*** Excerpted data ***

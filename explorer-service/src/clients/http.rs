//! HTTP GET capability for Firestore, Supabase and generic REST backends.

use std::time::Duration;

use async_trait::async_trait;
use serde_json::Value;

use super::{ClientError, ClientResult};

/// Status and decoded body of one response.
#[derive(Debug, Clone, PartialEq)]
pub struct HttpResponse {
    pub status: u16,
    /// Parsed JSON, or the raw text as a JSON string when the body is not JSON.
    pub body: Value,
}

impl HttpResponse {
    pub fn is_success(&self) -> bool {
        (200..300).contains(&self.status)
    }
}

#[async_trait]
pub trait HttpFetcher: Send + Sync {
    /// Issues a GET. Transport errors and timeouts are `Err`; any HTTP
    /// status, including 4xx/5xx, is returned as a response.
    async fn get(
        &self,
        url: &str,
        headers: &[(String, String)],
        timeout: Duration,
    ) -> ClientResult<HttpResponse>;
}

pub struct ReqwestFetcher {
    client: reqwest::Client,
}

impl ReqwestFetcher {
    pub fn new(client: reqwest::Client) -> Self {
        Self { client }
    }
}

#[async_trait]
impl HttpFetcher for ReqwestFetcher {
    async fn get(
        &self,
        url: &str,
        headers: &[(String, String)],
        timeout: Duration,
    ) -> ClientResult<HttpResponse> {
        let mut request = self.client.get(url).timeout(timeout);
        for (name, value) in headers {
            request = request.header(name.as_str(), value.as_str());
        }

        let response = request.send().await.map_err(ClientError::new)?;
        let status = response.status().as_u16();
        let text = response.text().await.map_err(ClientError::new)?;

        Ok(HttpResponse {
            status,
            body: decode_body(text),
        })
    }
}

fn decode_body(text: String) -> Value {
    serde_json::from_str(&text).unwrap_or(Value::String(text))
}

***

Make a verbatim copy of each record.

filename explorer-service/src/clients/http.rs
//! HTTP GET capability for Firestore, Supabase and generic REST backends.

use std::time::Duration;

use async_trait::async_trait;
use serde_json::Value;

use super::{ClientError, ClientResult};

/// Status and decoded body of one response.
#[derive(Debug, Clone, PartialEq)]
pub struct HttpResponse {
    pub status: u16,
    /// Parsed JSON, or the raw text as a JSON string when the body is not JSON.
    pub body: Value,
}

impl HttpResponse {
    pub fn is_success(&self) -> bool {
        (200..300).contains(&self.status)
    }
}

#[async_trait]
pub trait HttpFetcher: Send + Sync {
    /// Issues a GET. Transport errors and timeouts are `Err`; any HTTP
    /// status, including 4xx/5xx, is returned as a response.
    async fn get(
        &self,
        url: &str,
        headers: &[(String, String)],
        timeout: Duration,
    ) -> ClientResult<HttpResponse>;
}

pub struct ReqwestFetcher {
    client: reqwest::Client,
}

impl ReqwestFetcher {
    pub fn new(client: reqwest::Client) -> Self {
        Self { client }
    }
}

#[async_trait]
impl HttpFetcher for ReqwestFetcher {
    async fn get(
        &self,
        url: &str,
        headers: &[(String, String)],
        timeout: Duration,
    ) -> ClientResult<HttpResponse> {
        let mut request = self.client.get(url).timeout(timeout);
        for (name, value) in headers {
            request = request.header(name.as_str(), value.as_str());
        }

        let response = request.send().await.map_err(ClientError::new)?;
        let status = response.status().as_u16();
        let text = response.text().await.map_err(ClientError::new)?;

        Ok(HttpResponse {
            status,
            body: decode_body(text),
        })
    }
}

fn decode_body(text: String) -> Value {
    serde_json::from_str(&text).unwrap_or(Value::String(text))
}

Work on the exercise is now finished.